Die Maximalpunktzahl von 21 Zählern und 36:7 Toren? Geschenkt. Die beste Ausbeute aller 16 Teams? Egal. Am Ende zählt sowieso nur der Titel.

Finnland glaubt an die Sensation

Inzwischen sind es acht Siege aus acht WM-Spielen. Das Trauma vom letzten Jahr, als sie bei den interkontinentalen Titelkämpfen im Mai erstmals seit langer Zeit im Viertelfinale gescheitert waren, scheint überwunden.

Der 4:3-Erfolg gegen den amerikanischen Rivalen war wohltuender Balsam für die russische Seele - nun sollen Ausnahmekönner Alexander Ovechkin und NHL-Topscorer Nikita Kucherov das Team nach dem Olympiasieg auch zurück auf den WM-Thron schießen.

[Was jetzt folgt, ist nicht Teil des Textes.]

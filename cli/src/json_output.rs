use moviematch_core::{MatchError, MovieMatch};
use serde::{Deserialize, Serialize};

#[derive(Serialize, Deserialize)]
pub struct JsonOutput {
    pub query: JsonQuery,
    pub result: JsonResult,
}

#[derive(Serialize, Deserialize)]
pub struct JsonQuery {
    pub actor: String,
    pub base: String,
}

#[derive(Serialize, Deserialize)]
pub struct JsonResult {
    pub found: bool,
    /// Degrees of separation, or the negative outcome code.
    pub code: i64,
    #[serde(skip_serializing_if = "Option::is_none")]
    pub distance: Option<usize>,
    #[serde(skip_serializing_if = "Option::is_none")]
    pub path: Option<Vec<JsonStep>>,
    #[serde(skip_serializing_if = "Option::is_none")]
    pub error: Option<String>,
}

#[derive(Serialize, Deserialize, Debug, Clone, Copy, PartialEq, Eq)]
#[serde(rename_all = "lowercase")]
pub enum StepKind {
    Actor,
    Movie,
}

#[derive(Serialize, Deserialize)]
pub struct JsonStep {
    pub name: String,
    pub kind: StepKind,
}

pub fn create_json_output(
    actor: &str,
    movie_match: &MovieMatch,
    outcome: &Result<usize, MatchError>,
) -> JsonOutput {
    let result = match outcome {
        Ok(distance) => JsonResult {
            found: true,
            code: *distance as i64,
            distance: Some(*distance),
            path: Some(
                movie_match
                    .path()
                    .iter()
                    .map(|&vertex| JsonStep {
                        name: movie_match.names().name(vertex).unwrap_or_default().to_string(),
                        kind: if movie_match.is_movie(vertex) {
                            StepKind::Movie
                        } else {
                            StepKind::Actor
                        },
                    })
                    .collect(),
            ),
            error: None,
        },
        Err(error) => JsonResult {
            found: false,
            code: error.code(),
            distance: None,
            path: None,
            error: Some(error.to_string()),
        },
    };

    JsonOutput {
        query: JsonQuery {
            actor: actor.to_string(),
            base: movie_match.base_actor().unwrap_or_default().to_string(),
        },
        result,
    }
}

pub fn print_json_output(json_output: &JsonOutput) {
    match serde_json::to_string_pretty(json_output) {
        Ok(json_string) => println!("{}", json_string),
        Err(e) => eprintln!("Error serializing to JSON: {}", e),
    }
}
use crate::graph::Vertex;
use crate::name_index::NameIndex;
use std::ops::Range;
use unidecode::unidecode;

/// Sorting and comparison key for hints: accents folded to ASCII, then
/// lowercased.
pub fn hint_key(name: &str) -> String {
    unidecode(name).to_lowercase()
}

#[derive(Debug, Clone, PartialEq, Eq)]
struct HintEntry {
    key: String,
    vertex: Vertex,
}

/// Names sorted by [`hint_key`] for prefix auto-completion.
#[derive(Debug, Clone, Default)]
pub struct HintIndex {
    entries: Vec<HintEntry>,
}

impl HintIndex {
    pub fn new() -> Self {
        Self::default()
    }

    pub fn build(names: &NameIndex) -> Self {
        let mut index = Self::new();
        index.rebuild(names);
        index
    }

    /// Re-sorts from scratch. Sorting dominates the cost of hinting, so this
    /// runs once per bulk load rather than per query.
    pub fn rebuild(&mut self, names: &NameIndex) {
        self.entries = names
            .names()
            .iter()
            .enumerate()
            .map(|(vertex, name)| HintEntry {
                key: hint_key(name),
                vertex,
            })
            .collect();
        self.entries
            .sort_unstable_by(|a, b| a.key.cmp(&b.key).then(a.vertex.cmp(&b.vertex)));
    }

    pub fn len(&self) -> usize {
        self.entries.len()
    }

    pub fn is_empty(&self) -> bool {
        self.entries.is_empty()
    }

    /// Vertices in hint order.
    pub fn sorted_vertices(&self) -> impl Iterator<Item = Vertex> + '_ {
        self.entries.iter().map(|entry| entry.vertex)
    }

    /// Half-open range of sorted positions suggested for `prefix`.
    ///
    /// The query key is truncated to `prefix_len` characters. The range
    /// covers every name whose key starts with the truncated key, widened
    /// by up to `margin` entries on each side (clamped to the array) to
    /// catch near misses in alphabetic order.
    pub fn range(&self, prefix: &str, prefix_len: usize, margin: usize) -> Range<usize> {
        let matching = self.matching_range(prefix, prefix_len);
        matching.start.saturating_sub(margin)..(matching.end + margin).min(self.entries.len())
    }

    /// At most `limit` suggested vertices for `prefix`, in hint order.
    /// Prefix matches fill the limit first; near misses from the widened
    /// range take what is left, nearest first.
    pub fn suggest(&self, prefix: &str, prefix_len: usize, margin: usize, limit: usize) -> Vec<Vertex> {
        let matching = self.matching_range(prefix, prefix_len);
        let widened = self.range(prefix, prefix_len, margin);

        let mut positions: Vec<usize> = matching.clone().take(limit).collect();

        let mut before = (widened.start..matching.start).rev();
        let mut after = matching.end..widened.end;
        let mut near_misses = Vec::with_capacity(widened.len() - matching.len());
        loop {
            let (previous, next) = (before.next(), after.next());
            if previous.is_none() && next.is_none() {
                break;
            }
            near_misses.extend(previous);
            near_misses.extend(next);
        }
        let remaining = limit.saturating_sub(positions.len());
        positions.extend(near_misses.into_iter().take(remaining));
        positions.sort_unstable();

        positions
            .into_iter()
            .map(|position| self.entries[position].vertex)
            .collect()
    }

    fn matching_range(&self, prefix: &str, prefix_len: usize) -> Range<usize> {
        let truncated: String = hint_key(prefix).chars().take(prefix_len).collect();
        let mut padded = truncated.clone();
        padded.push(char::MAX);
        padded.push(char::MAX);

        let lower = self
            .entries
            .partition_point(|entry| entry.key.as_str() < truncated.as_str());
        let upper = self
            .entries
            .partition_point(|entry| entry.key.as_str() <= padded.as_str());
        lower..upper
    }
}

Bevor es zum vermeintlichen Traumfinale gegen den 26-maligen Titelträger Kanada (Eishockey-WM: Kanada - Tschechien ab 19 Uhr LIVE im Free-TV auf SPORT1) kommen kann, warten die aufmüpfigen Finnen.

"Wir haben die Chance, Gold zu gewinnen. So wie wir es hier beim letzten Mal geschafft haben", sagte Sakari Manninen und erinnerte an eine von zwei WM-Sternstunden der Nordeuropäer. 2011 stand Finnland zuletzt ganz oben. Ausgerechnet in Bratislava.